L’euro pourrait baisser , les tendances liées à la politique monétaire reviennent au centre de l’attention

L'euro pourrait baisser , les tendances liées à la politique monétaire reviennent au centre de l'attention

Vous voulez savoir ce que nos analystes ont prévu pour le EUR/USD au cours du premier trimestre 2017 Télécharger les projections ici !

Prévision fondamentale pour l’euro : Baissière

La perspective apparemment complexe de l’euro masque les tendances théoriques du rendement

L’attitude résolument conciliante de la BCE signifie que la voie de l’euro est orientée vers le bas

Le témoignage de Yellen, la réunion du G20 peuvent susciter la volatilité spontanée

En surface, la perspective pour l’euro semble être décidément plus compliquée que pour la plupart de ses homologues au sein du G10. Les risques politiques ne manquent pas. Les forces populistes semblent anormalement fortes avant les élections clés en Allemagne, en France et aux Pays-Bas. L’Italie peut cependant vivre une élection précoce dans un contexte également similaire.

Pendant ce temps, le début des négociations en vue du Brexit se profilent de plus en plus. La Première ministre du Royaume-Uni, Theresa May, entrecroisent brillamment des barrières juridiques et législatives afin de respecter le délai auto-imposé pour déclencher l’article 50 du Traité de Lisbonne d’ici la fin du premier trimestre

Enfin, vient le changement important dans le ton de la politique américaine avec l’ascension du Président Donald Trump. La nouvelle administration a exprimé son mécontentement envers ce qu’elle considère comme un euro abusivement faible et elle est entrée en conflit avec le Président de la BCE, Mario Draghi, à propos de la réglementation bancaire d’après la crise.

Cependant, les choses ne sont pas aussi complexes qu’elles le laissent paraître. Lorsque l’on confronte le taux de change de l’EUR/USD à l’écart entre les rendements en amont des obligations allemandes et américaines un commentaire théorique fondamental émerge : la devise unique chute en même temps que son avantage prévu en matière de taux diminue.

C’est logique. Toute cette incertitude politique signifie qu’il n’est pas probable que la BCE modifie sa mélodie conciliante de si tôt.

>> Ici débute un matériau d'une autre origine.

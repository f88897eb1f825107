//! Integration tests for the POI-search and geocoding clients using
//! wiremock HTTP mocks.

use wayfind_core::geo::BoundingBox;
use wayfind_core::poi::PoiCategory;
use wayfind_places::{GeocodeClient, PlacesError, PoiClient, PoiSearch};
use wiremock::matchers::{method, path, query_param};
use wiremock::{Mock, MockServer, ResponseTemplate};

fn houston_bounds() -> BoundingBox {
    BoundingBox {
        min_lat: 29.72,
        min_lng: -95.40,
        max_lat: 29.80,
        max_lng: -95.33,
    }
}

#[tokio::test]
async fn find_pois_parses_nodes_and_ways() {
    let server = MockServer::start().await;

    let body = serde_json::json!({
        "elements": [
            {
                "type": "node",
                "id": 1001,
                "lat": 29.755,
                "lon": -95.365,
                "tags": { "name": "Catalina Coffee", "amenity": "cafe" }
            },
            {
                "type": "way",
                "id": 2002,
                "center": { "lat": 29.748, "lon": -95.372 },
                "tags": { "name": "Siphon Coffee", "amenity": "cafe" }
            },
            {
                "type": "node",
                "id": 3003,
                "lat": 29.760,
                "lon": -95.360,
                "tags": { "amenity": "cafe" }
            }
        ]
    });

    Mock::given(method("POST"))
        .and(path("/api/interpreter"))
        .respond_with(ResponseTemplate::new(200).set_body_json(&body))
        .mount(&server)
        .await;

    let client = PoiClient::new(
        &format!("{}/api/interpreter", server.uri()),
        30,
        "wayfind/test",
    )
    .expect("client construction should not fail");

    let pois = client
        .find_pois(&PoiSearch {
            category: PoiCategory::Cafe,
            bounds: houston_bounds(),
            cuisine: None,
            max_results: 10,
        })
        .await
        .expect("should parse overpass response");

    // The unnamed cafe node is dropped.
    assert_eq!(pois.len(), 2);
    assert_eq!(pois[0].id, "node/1001");
    assert_eq!(pois[0].name, "Catalina Coffee");
    assert_eq!(pois[1].id, "way/2002");
    assert!((pois[1].lat - 29.748).abs() < 1e-9);
}

#[tokio::test]
async fn find_pois_truncates_to_max_results() {
    let server = MockServer::start().await;

    let elements: Vec<serde_json::Value> = (0..8)
        .map(|i| {
            serde_json::json!({
                "type": "node",
                "id": i,
                "lat": 29.75,
                "lon": -95.36,
                "tags": { "name": format!("Cafe {i}") }
            })
        })
        .collect();

    Mock::given(method("POST"))
        .respond_with(
            ResponseTemplate::new(200).set_body_json(serde_json::json!({ "elements": elements })),
        )
        .mount(&server)
        .await;

    let client = PoiClient::new(&server.uri(), 30, "wayfind/test").unwrap();
    let pois = client
        .find_pois(&PoiSearch {
            category: PoiCategory::Cafe,
            bounds: houston_bounds(),
            cuisine: None,
            max_results: 3,
        })
        .await
        .unwrap();

    assert_eq!(pois.len(), 3);
}

#[tokio::test]
async fn find_pois_empty_elements_is_ok_empty() {
    let server = MockServer::start().await;

    Mock::given(method("POST"))
        .respond_with(
            ResponseTemplate::new(200).set_body_json(serde_json::json!({ "elements": [] })),
        )
        .mount(&server)
        .await;

    let client = PoiClient::new(&server.uri(), 30, "wayfind/test").unwrap();
    let pois = client
        .find_pois(&PoiSearch {
            category: PoiCategory::Pharmacy,
            bounds: houston_bounds(),
            cuisine: None,
            max_results: 10,
        })
        .await
        .unwrap();

    assert!(pois.is_empty());
}

#[tokio::test]
async fn find_pois_surfaces_server_error() {
    let server = MockServer::start().await;

    Mock::given(method("POST"))
        .respond_with(ResponseTemplate::new(429).set_body_string("rate limited"))
        .mount(&server)
        .await;

    let client = PoiClient::new(&server.uri(), 30, "wayfind/test").unwrap();
    let err = client
        .find_pois(&PoiSearch {
            category: PoiCategory::Cafe,
            bounds: houston_bounds(),
            cuisine: None,
            max_results: 10,
        })
        .await
        .unwrap_err();

    match err {
        PlacesError::ApiError(message) => assert!(message.contains("429"), "got: {message}"),
        other => panic!("expected ApiError, got: {other:?}"),
    }
}

#[tokio::test]
async fn geocode_returns_first_hit() {
    let server = MockServer::start().await;

    let body = serde_json::json!([
        {
            "lat": "29.7604",
            "lon": "-95.3698",
            "display_name": "Downtown, Houston, Harris County, Texas"
        },
        {
            "lat": "29.5",
            "lon": "-95.1",
            "display_name": "Somewhere else"
        }
    ]);

    Mock::given(method("GET"))
        .and(path("/search"))
        .and(query_param("q", "downtown houston"))
        .and(query_param("format", "json"))
        .and(query_param("countrycodes", "us"))
        .respond_with(ResponseTemplate::new(200).set_body_json(&body))
        .mount(&server)
        .await;

    let client = GeocodeClient::new(&server.uri(), 5, "wayfind/test").unwrap();
    let location = client
        .geocode("downtown houston", Some("us"))
        .await
        .expect("request should succeed")
        .expect("should resolve a location");

    assert!((location.lat - 29.7604).abs() < 1e-9);
    assert!(location
        .display_name
        .as_deref()
        .unwrap()
        .starts_with("Downtown"));
}

#[tokio::test]
async fn geocode_empty_result_is_none() {
    let server = MockServer::start().await;

    Mock::given(method("GET"))
        .and(path("/search"))
        .respond_with(ResponseTemplate::new(200).set_body_json(serde_json::json!([])))
        .mount(&server)
        .await;

    let client = GeocodeClient::new(&server.uri(), 5, "wayfind/test").unwrap();
    let location = client.geocode("nowhere at all", None).await.unwrap();
    assert!(location.is_none());
}

#[tokio::test]
async fn geocode_malformed_body_is_deserialize_error() {
    let server = MockServer::start().await;

    Mock::given(method("GET"))
        .respond_with(ResponseTemplate::new(200).set_body_string("<html>busy</html>"))
        .mount(&server)
        .await;

    let client = GeocodeClient::new(&server.uri(), 5, "wayfind/test").unwrap();
    let err = client.geocode("houston", None).await.unwrap_err();
    assert!(matches!(err, PlacesError::Deserialize { .. }));
}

Entre-temps, il semble clair que la Fed cherche à augmenter les taux, même si l’ampleur du resserrement à venir reste assombrie par l’incertitude persistante autour de la politique fiscale.

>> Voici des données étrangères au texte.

use thiserror::Error;

/// Errors returned by the routing service client.
#[derive(Debug, Error)]
pub enum RoutingError {
    /// Network or TLS failure from the underlying HTTP client.
    #[error("HTTP error: {0}")]
    Http(#[from] reqwest::Error),

    /// The routing service returned an error envelope.
    #[error("routing API error: {0}")]
    ApiError(String),

    /// The response body could not be deserialized into the expected type.
    #[error("JSON deserialization error for {context}: {source}")]
    Deserialize {
        context: String,
        #[source]
        source: serde_json::Error,
    },

    /// A structurally valid response carried no usable routes/polygons.
    #[error("empty response: {0}")]
    EmptyResponse(String),
}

Ceci signifie que, au cours de la semaine à venir, les marchés ne trouveront que relativement peu d’éléments dans les chiffres du PIB de la zone euro du quatrième trimestre ou dans l’enquête sur le sentiment de l’analyste effectuée par le ZEW en Allemagne. Après tout, quels que soient les résultats publiés, ils signifient peu pour la politique à court terme de la BCE.

Le témoignage semi-annuel au Congrès des États-Unis de la Présidente de la Fed, Janet Yellen, peut être un catalyseur plus puissant. L’euro pourrait bénéficier d’une hausse si le ton prudent érode les paris d’augmentation des taux en mars. La continuation pourrait cependant être limitée étant donné que la probabilité d’une augmentation reflétée dans les prix est relativement faible à 28 pour cent.

En fin de semaine, une réunion en Allemagne des ministres des finances du G20 pourrait entraîner la volatilité spontanée si la posture combattive de l’administration Trump en ce qui concerne le commerce international et la politique de change est manifeste. L’accueil chaleureux de Washington au Premier ministre japonais Shinzo Abe suggère cependant autre chose.

En fin de compte, un échec ultime de la tentative de déloger le statu quo global pourrait être de mauvais augure pour la devise unique. Mises à part les variations de prix à court terme, il ne semble y avoir que peu à offrir dans les jours à venir qui propose des possibilités réelles de faire dévier la tendance sous-jacente basée sur les rendements.